== Segment start ==

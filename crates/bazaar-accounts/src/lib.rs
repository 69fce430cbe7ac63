//! # Bazaar Accounts
//!
//! Account usecases that need the recipient to confirm something by
//! following a link, and the action handlers those links run.
//!
//! ```text
//! UserUsecase.register_user   ──confirm_address──▶ activate-user
//! UserUsecase.change_password ──ask──────────────▶ update-user
//! UserUsecase.reset_password  ──ask──────────────▶ reset-password
//! UserUsecase.update_confirmation ──ask──────────▶ update-confirmation-source
//!                                                    └─confirm_address (new address)─▶ update-user
//! UserUsecase.message_owner   ──notify (active window)
//! ```

pub mod actions;
pub mod context;
pub mod hasher;
pub mod repo;
pub mod usecases;

#[cfg(test)]
mod testing;

pub use actions::register_all;
pub use context::{AccountsContext, AccountsExecutor, build_executor};
pub use hasher::{Argon2Hasher, PasswordHasher};
pub use repo::{GoodRepo, MemoryGoodRepo, MemoryUserRepo, UserRepo};
pub use usecases::UserUsecase;
//! Repository contracts for users and goods, with in-memory backends.
//!
//! The relational schema lives outside this workspace; anything that
//! implements these traits can back the usecases.

use std::collections::HashMap;
use std::sync::Mutex;

use async_trait::async_trait;
use bazaar_core::{ActiveWindow, BazaarError, Good, Result, User};
use uuid::Uuid;

#[async_trait]
pub trait UserRepo: Send + Sync {
    async fn add_nonactive(&self, user: User) -> Result<User>;
    async fn activate(&self, id: Uuid) -> Result<User>;
    async fn is_mail_used(&self, email: &str) -> Result<bool>;
    async fn is_telegram_used(&self, telegram: &str) -> Result<bool>;
    async fn get_user(&self, id: Uuid) -> Result<User>;
    async fn get_by_username(&self, username: &str) -> Result<User>;
    async fn update_user_info(
        &self,
        id: Uuid,
        name: Option<String>,
        active_time: Option<ActiveWindow>,
    ) -> Result<User>;
    async fn update_user(&self, user: User) -> Result<User>;
}

#[async_trait]
pub trait GoodRepo: Send + Sync {
    async fn get_good(&self, id: Uuid) -> Result<Good>;
}

fn lock_err<T>(e: std::sync::PoisonError<T>) -> BazaarError {
    BazaarError::Other(format!("Lock: {e}"))
}

#[derive(Default)]
pub struct MemoryUserRepo {
    users: Mutex<HashMap<Uuid, User>>,
}

impl MemoryUserRepo {
    pub fn new() -> Self {
        Self::default()
    }
}

#[async_trait]
impl UserRepo for MemoryUserRepo {
    async fn add_nonactive(&self, mut user: User) -> Result<User> {
        let mut users = self.users.lock().map_err(lock_err)?;
        if users.values().any(|u| u.name == user.name) {
            return Err(BazaarError::Validation(format!("username '{}' is taken", user.name)));
        }
        user.active = false;
        users.insert(user.id, user.clone());
        Ok(user)
    }

    async fn activate(&self, id: Uuid) -> Result<User> {
        let mut users = self.users.lock().map_err(lock_err)?;
        let user = users
            .get_mut(&id)
            .ok_or_else(|| BazaarError::UserNotFound(id.to_string()))?;
        user.active = true;
        Ok(user.clone())
    }

    async fn is_mail_used(&self, email: &str) -> Result<bool> {
        let users = self.users.lock().map_err(lock_err)?;
        Ok(users
            .values()
            .any(|u| u.email.as_deref().is_some_and(|e| e.eq_ignore_ascii_case(email))))
    }

    async fn is_telegram_used(&self, telegram: &str) -> Result<bool> {
        let users = self.users.lock().map_err(lock_err)?;
        Ok(users.values().any(|u| u.telegram.as_deref() == Some(telegram)))
    }

    async fn get_user(&self, id: Uuid) -> Result<User> {
        self.users
            .lock()
            .map_err(lock_err)?
            .get(&id)
            .cloned()
            .ok_or_else(|| BazaarError::UserNotFound(id.to_string()))
    }

    async fn get_by_username(&self, username: &str) -> Result<User> {
        self.users
            .lock()
            .map_err(lock_err)?
            .values()
            .find(|u| u.name == username)
            .cloned()
            .ok_or_else(|| BazaarError::UserNotFound(username.to_string()))
    }

    async fn update_user_info(
        &self,
        id: Uuid,
        name: Option<String>,
        active_time: Option<ActiveWindow>,
    ) -> Result<User> {
        let mut users = self.users.lock().map_err(lock_err)?;
        let user = users
            .get_mut(&id)
            .ok_or_else(|| BazaarError::UserNotFound(id.to_string()))?;
        if let Some(name) = name {
            user.name = name;
        }
        if active_time.is_some() {
            user.active_time = active_time;
        }
        Ok(user.clone())
    }

    async fn update_user(&self, user: User) -> Result<User> {
        let mut users = self.users.lock().map_err(lock_err)?;
        if !users.contains_key(&user.id) {
            return Err(BazaarError::UserNotFound(user.id.to_string()));
        }
        users.insert(user.id, user.clone());
        Ok(user)
    }
}

#[derive(Default)]
pub struct MemoryGoodRepo {
    goods: Mutex<HashMap<Uuid, Good>>,
}

impl MemoryGoodRepo {
    pub fn new() -> Self {
        Self::default()
    }

    pub fn insert(&self, good: Good) -> Result<()> {
        self.goods.lock().map_err(lock_err)?.insert(good.id, good);
        Ok(())
    }
}

#[async_trait]
impl GoodRepo for MemoryGoodRepo {
    async fn get_good(&self, id: Uuid) -> Result<Good> {
        self.goods
            .lock()
            .map_err(lock_err)?
            .get(&id)
            .cloned()
            .ok_or_else(|| BazaarError::GoodNotFound(id.to_string()))
    }
}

== Segment end ==

**Problem to work on:** The lines sought are those in the data above that include the string "activate"; copy each one.

**Exercise output:**
//! UserUsecase.register_user   ──confirm_address──▶ activate-user
    async fn activate(&self, id: Uuid) -> Result<User>;
    async fn activate(&self, id: Uuid) -> Result<User> {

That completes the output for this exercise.